Along with your GPA, having the right courses can set you up for success. The American Bar Association does not require a specific degree. Instead, law schools analyze how challenging the program is in combination with your GPA.
It’s best to take challenging courses that will improve your analytical and writing skills. Incorporate a plan that will keep your GPA up and guarantee a well-versed academic record.
Prepare your Personal Statement
The personal statement is your chance to show the law school admissions who you are as an individual, draw in readers, and keep them interested.
Write about challenges you faced or tell a specific story. The details and situations you’ve been through are unique and interesting to admissions.
However, make sure to avoid using military jargon and acronyms since everyone does not understand these terms. It is distracting for the reader and can take away the attention from your personal statement.
Translate and use your military experience to highlight what you’ve learned and relate it to how it has prepared you for law school.
Study for the Law School Admission Test (LSAT)
The LSAT is the most essential part of the application and is the only admission test accepted by every ABA-accredited law school.
The LSAT is designed to test your critical reading, analytical reasoning, logical reasoning, and persuasive writing skills. All of these skills will be needed if you want to be successful in law school. Check out your school library or online to get an LSAT study guide.
Also take classes that will challenge you intellectually and will help you develop skills that you’ll need to take the LSAT. It’s best not to focus on only law-related classes but to make your class schedule more diverse. Classes such as philosophy, history, any language course, political science, and humanities can help you become more prepared for the LSAT.
When to Take the LSAT
Along with studying for your test, it’s key to plan when to take the LSAT. There are certain dates which you can take the test so don’t wait too long.
Remember to look into the law school you intend to apply for to see when the LSAT will be accepted for the current year’s application process.
Letters of recommendation are required for almost every law school application. The individuals you choose to write your recommendations should be able to speak about your work-ethic, character, and professionalism.
Past supervisors and coworkers from the military have seen how you work, handle challenges, and lead, all which are topics that can enhance your letters.

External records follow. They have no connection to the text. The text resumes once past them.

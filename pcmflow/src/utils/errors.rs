use crate::structs::speakers::{Format, Speakers};

#[macro_export]
macro_rules! log_or_err {
    ($state:expr, $level:expr, $err:expr $(,)?) => {{
        if $level <= $state.fail_level {
            return Err($err.into());
        } else {
            match $level {
                ::log::Level::Error => ::log::error!("{}", $err),
                ::log::Level::Warn => ::log::warn!("{}", $err),
                ::log::Level::Info => ::log::info!("{}", $err),
                ::log::Level::Debug => ::log::debug!("{}", $err),
                ::log::Level::Trace => ::log::trace!("{}", $err),
            }
        }
    }};
}

#[derive(thiserror::Error, Debug, Clone, PartialEq)]
pub enum FormatError {
    #[error("{0} is not a raw PCM encoding")]
    NotPcm(Format),

    #[error("Channel count must be between 1 and {max}. Got {actual}")]
    ChannelCount { actual: usize, max: usize },

    #[error("Channel mask {0:#04X} contains unknown channel bits")]
    InvalidMask(u32),

    #[error("Raw buffer too short: {frames} frames need {needed} bytes, got {actual}")]
    RawBufferTooShort {
        frames: usize,
        needed: usize,
        actual: usize,
    },

    #[error("Channel {channel} buffer holds {actual} samples, {needed} required")]
    ChannelBufferTooShort {
        channel: usize,
        needed: usize,
        actual: usize,
    },

    #[error("Sample rate must be non-zero")]
    InvalidSampleRate,

    #[error("{spk} chunk carries {planes} planes")]
    PlaneCount { spk: Speakers, planes: usize },

    #[error("{spk} chunk carries {found} data")]
    DataKind { spk: Speakers, found: &'static str },
}

#[derive(thiserror::Error, Debug, Clone, PartialEq)]
pub enum FilterError {
    #[error("Unsupported input format: {0}")]
    UnsupportedInput(Speakers),

    #[error("Cannot convert {from} to {to}")]
    UnsupportedConversion { from: Format, to: Format },

    #[error("Chunk format {found} does not match filter input {expected}")]
    FormatMismatch { expected: Speakers, found: Speakers },

    #[error("In-place mixing cannot produce {outputs} channels from {inputs}")]
    InPlaceExpansion { inputs: usize, outputs: usize },

    #[error("Output mask {0:#04X} is not a valid channel layout")]
    InvalidOutputMask(u32),

    #[error("Filter input is not configured")]
    NotConfigured,
}

#[derive(thiserror::Error, Debug)]
pub enum FirError {
    #[error("Sample rate must be non-zero")]
    InvalidSampleRate,

    #[error("Kernel was designed for {expected} Hz, requested {requested} Hz")]
    SampleRateMismatch { expected: u32, requested: u32 },

    #[error("Custom kernel centre tap {center} is outside kernel of length {len}")]
    CenterOutOfRange { center: usize, len: usize },

    #[error("Custom kernel must not be empty")]
    EmptyKernel,

    #[error("Kernel allocation of {0} taps failed")]
    Alloc(usize),
}

#[derive(thiserror::Error, Debug, Clone, PartialEq, Eq)]
pub enum ScanError {
    #[error("Sync pattern index must be < {max}. Got {index}")]
    PatternIndex { index: usize, max: usize },
}

#[derive(thiserror::Error, Debug)]
pub enum SourceError {
    #[error("Raw source cannot produce {0}")]
    UnsupportedFormat(Speakers),

    #[error("Block size must be non-zero")]
    ZeroBlockSize,

    #[error("Failed to open {path}: {source}")]
    Open {
        path: String,
        #[source]
        source: std::io::Error,
    },

    #[error("Read failed after {position} bytes: {source}")]
    Read {
        position: u64,
        #[source]
        source: std::io::Error,
    },
}

#[derive(thiserror::Error, Debug, Clone, PartialEq)]
pub enum CompareError {
    #[error("Stream formats differ: {test} vs reference {reference}")]
    FormatMismatch { test: Speakers, reference: Speakers },

    #[error("Stream format changed from {from} to {to} at unit {position}")]
    FormatChanged {
        from: Speakers,
        to: Speakers,
        position: u64,
    },

    #[error("Data differs at unit {position}, channel {channel}: {test} vs reference {reference}")]
    DataMismatch {
        position: u64,
        channel: usize,
        test: f64,
        reference: f64,
    },

    #[error("Stream lengths differ: {test} vs reference {reference} units")]
    LengthMismatch { test: u64, reference: u64 },

    #[error("Statistics require linear streams, got {0}")]
    NotLinear(Speakers),
}
//! Mixing matrices for multichannel routing.
//!
//! A [`Matrix`] is indexed by buffer position: entry `[i][j]` is the
//! contribution of input channel `i` to output channel `j`. Positions follow
//! the fixed channel order of the layout masks, so a matrix only has meaning
//! together with the input and output masks it was built for.

use std::ops::{Add, Index, IndexMut};

use crate::structs::speakers::{Channel, Format, NCHANNELS, Sample, Speakers};

/// -3 dB, the usual centre and surround downmix level.
pub const LEVEL_MINUS_3DB: Sample = std::f64::consts::FRAC_1_SQRT_2;

#[derive(Debug, Clone, Copy, PartialEq)]
pub struct Matrix(pub [[Sample; NCHANNELS]; NCHANNELS]);

impl Default for Matrix {
    fn default() -> Self {
        Self::zero()
    }
}

impl Matrix {
    pub const fn zero() -> Self {
        Self([[0.0; NCHANNELS]; NCHANNELS])
    }

    pub fn identity() -> Self {
        let mut m = Self::zero();
        for i in 0..NCHANNELS {
            m.0[i][i] = 1.0;
        }
        m
    }

    pub fn scaled(mut self, factor: Sample) -> Self {
        self.0
            .iter_mut()
            .flatten()
            .for_each(|value| *value *= factor);
        self
    }

    /// Largest sum of absolute gains feeding any output among the first
    /// `nin` x `nout` entries.
    pub fn max_output_gain(&self, nin: usize, nout: usize) -> Sample {
        (0..nout.min(NCHANNELS))
            .map(|j| {
                self.0[..nin.min(NCHANNELS)]
                    .iter()
                    .map(|row| row[j].abs())
                    .sum::<Sample>()
            })
            .fold(0.0, Sample::max)
    }

    /// Builds a positional routing matrix from `in_mask` to `out_mask`.
    ///
    /// Same-named channels pass at unity. A centre missing from the output is
    /// spread to L/R at `clev`; missing surrounds fold into the fronts (or the
    /// centre) at `slev`; a missing LFE goes to the fronts at `lfelev`. Fronts
    /// missing from the output fold into the centre. With `normalize`, the
    /// whole matrix is scaled so that no output has a total gain above 1.
    pub fn downmix(in_mask: u32, out_mask: u32, levels: &MixLevels) -> Self {
        let has = |mask: u32, ch: Channel| mask & ch.mask() != 0;
        let mut named = [[0.0; NCHANNELS]; NCHANNELS];

        for ch in Channel::ALL {
            if has(in_mask, ch) && has(out_mask, ch) {
                named[ch as usize][ch as usize] = 1.0;
            }
        }

        let mut route = |from: Channel, to: &[Channel], level: Sample| {
            if !has(in_mask, from) || has(out_mask, from) {
                return;
            }
            for &target in to {
                if has(out_mask, target) {
                    named[from as usize][target as usize] += level;
                }
            }
        };

        let fronts_out = has(out_mask, Channel::L) || has(out_mask, Channel::R);

        if fronts_out {
            route(Channel::C, &[Channel::L, Channel::R], levels.clev);
            route(Channel::SL, &[Channel::L], levels.slev);
            route(Channel::SR, &[Channel::R], levels.slev);
            route(Channel::Lfe, &[Channel::L, Channel::R], levels.lfelev);
        } else {
            route(Channel::L, &[Channel::C], 1.0);
            route(Channel::R, &[Channel::C], 1.0);
            route(Channel::SL, &[Channel::C], levels.slev);
            route(Channel::SR, &[Channel::C], levels.slev);
            route(Channel::Lfe, &[Channel::C], levels.lfelev);
        }

        // Single-sided fronts or surrounds in the output take the other side.
        route(Channel::L, &[Channel::R], 1.0);
        route(Channel::R, &[Channel::L], 1.0);
        if !has(out_mask, Channel::SL) {
            route(Channel::SR, &[Channel::SL], 1.0);
        }
        if !has(out_mask, Channel::SR) {
            route(Channel::SL, &[Channel::SR], 1.0);
        }

        let input = Speakers::new(Format::Linear, in_mask, 0);
        let output = Speakers::new(Format::Linear, out_mask, 0);
        let mut m = Self::zero();
        for (i, from) in input.channels().enumerate() {
            for (j, to) in output.channels().enumerate() {
                m.0[i][j] = named[from as usize][to as usize];
            }
        }

        if levels.normalize {
            let gain = m.max_output_gain(input.nch(), output.nch());
            if gain > 1.0 {
                m = m.scaled(1.0 / gain);
            }
        }
        m
    }
}

impl Index<usize> for Matrix {
    type Output = [Sample; NCHANNELS];

    fn index(&self, index: usize) -> &Self::Output {
        &self.0[index]
    }
}

impl IndexMut<usize> for Matrix {
    fn index_mut(&mut self, index: usize) -> &mut Self::Output {
        &mut self.0[index]
    }
}

impl Add for Matrix {
    type Output = Matrix;

    fn add(mut self, rhs: Matrix) -> Matrix {
        for (row, other) in self.0.iter_mut().zip(rhs.0.iter()) {
            for (value, other) in row.iter_mut().zip(other.iter()) {
                *value += other;
            }
        }
        self
    }
}

/// Levels used to compute a routing matrix automatically.
#[derive(Debug, Clone, Copy, PartialEq)]
pub struct MixLevels {
    /// Centre mix level.
    pub clev: Sample,
    /// Surround mix level.
    pub slev: Sample,
    /// LFE mix level.
    pub lfelev: Sample,
    pub normalize: bool,
}

impl Default for MixLevels {
    fn default() -> Self {
        Self {
            clev: LEVEL_MINUS_3DB,
            slev: LEVEL_MINUS_3DB,
            lfelev: 1.0,
            normalize: true,
        }
    }
}
use anyhow::{Result, bail};
use log::debug;

use crate::process::{Filter, check_input};
use crate::structs::chunk::Chunk;
use crate::structs::fir::{FirGen, FirInstance, FirKind};
use crate::structs::speakers::{NCHANNELS, Sample, Speakers};
use crate::utils::errors::FilterError;

/// Filter applying the kernel of a [`FirGen`] to every channel.
///
/// The kernel is rebuilt whenever the generator version or the input sample
/// rate changes. Custom kernels are applied as a causal convolution, so the
/// output lags the input by the kernel centre.
pub struct Convolver<G> {
    generator: G,
    fir: Option<FirInstance>,
    version: u64,

    input: Speakers,
    history: [Vec<Sample>; NCHANNELS],
    scratch: Vec<Sample>,
}

impl<G: FirGen> Convolver<G> {
    pub fn new(generator: G) -> Self {
        Self {
            generator,
            fir: None,
            version: 0,
            input: Speakers::UNKNOWN,
            history: Default::default(),
            scratch: Vec::new(),
        }
    }

    pub fn generator(&self) -> &G {
        &self.generator
    }

    /// Parameter changes are picked up at the next chunk.
    pub fn generator_mut(&mut self) -> &mut G {
        &mut self.generator
    }

    pub fn fir(&self) -> Option<&FirInstance> {
        self.fir.as_ref()
    }

    /// Output delay in samples.
    pub fn latency(&self) -> usize {
        self.fir.as_ref().map_or(0, |fir| match fir.kind {
            FirKind::Custom => fir.center,
            _ => 0,
        })
    }

    fn is_current(&self, sample_rate: u32) -> bool {
        self.fir.as_ref().is_some_and(|fir| {
            fir.sample_rate == sample_rate && self.version == self.generator.version()
        })
    }

    fn update_kernel(&mut self, sample_rate: u32) -> Result<()> {
        if self.is_current(sample_rate) {
            return Ok(());
        }

        let version = self.generator.version();
        let fir = self.generator.make(sample_rate)?;
        debug!(
            "FIR kernel rebuilt: {:?}, {} taps at {sample_rate} Hz",
            fir.kind,
            fir.len()
        );

        let history = fir.len().saturating_sub(1);
        for channel in self.history.iter_mut() {
            channel.clear();
            channel.resize(history, 0.0);
        }
        self.fir = Some(fir);
        self.version = version;
        Ok(())
    }

    fn convolve(
        fir: &FirInstance,
        history: &mut Vec<Sample>,
        scratch: &mut Vec<Sample>,
        plane: &mut [Sample],
    ) {
        let taps = &fir.data;
        let past = history.len();

        scratch.clear();
        scratch.extend_from_slice(history);
        scratch.extend_from_slice(plane);

        for (s, out) in plane.iter_mut().enumerate() {
            let newest = past + s;
            let mut acc = 0.0;
            for (k, tap) in taps.iter().enumerate() {
                acc += tap * scratch[newest - k];
            }
            *out = acc;
        }

        history.clear();
        history.extend_from_slice(&scratch[scratch.len() - past..]);
    }
}

impl<G: FirGen> Filter for Convolver<G> {
    fn set_input(&mut self, spk: Speakers) -> Result<()> {
        if !spk.format.is_linear() {
            bail!(FilterError::UnsupportedInput(spk));
        }
        spk.validate()?;
        self.update_kernel(spk.sample_rate)?;
        self.input = spk;
        Ok(())
    }

    fn input(&self) -> Speakers {
        self.input
    }

    fn output(&self) -> Speakers {
        self.input
    }

    fn process<'a>(&'a mut self, mut chunk: Chunk<'a>) -> Result<Chunk<'a>> {
        check_input(self.input, &chunk)?;
        self.update_kernel(self.input.sample_rate)?;

        let Some(fir) = self.fir.as_ref() else {
            bail!(FilterError::NotConfigured);
        };
        let Some(planes) = chunk.planes_mut() else {
            return Ok(chunk);
        };

        match fir.kind {
            FirKind::Identity => {}
            FirKind::Zero => planes.iter_mut().for_each(|plane| plane.fill(0.0)),
            FirKind::Gain => {
                let gain = fir.data[0];
                for plane in planes.iter_mut() {
                    plane.iter_mut().for_each(|sample| *sample *= gain);
                }
            }
            FirKind::Custom => {
                for (plane, history) in planes.iter_mut().zip(self.history.iter_mut()) {
                    Self::convolve(fir, history, &mut self.scratch, plane);
                }
            }
        }
        Ok(chunk)
    }

    fn reset(&mut self) {
        self.history
            .iter_mut()
            .for_each(|channel| channel.fill(0.0));
    }
}
pub mod command;
pub mod compare;
pub mod config;
pub mod convert;
pub mod noise;
pub mod output;
pub mod progress;
pub mod scan;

Remember to provide as much time as possible for them to write; minimum of three weeks in case they have a busy schedule.
Also provide them with as much information so they can write a letter that best correlates your skills and experiences to the law school you apply for.
Form a Timeline
Law schools have rolling admissions which favors those who submit their applications early. Most law schools accept applications between August and October, but may close between February and June.
There are more spots available at the beginning dates so it may be more difficult to be accepted if you turn in your application at a later date.
Have an extended timeline that gives you enough time to prepare your application as well as balance out your life.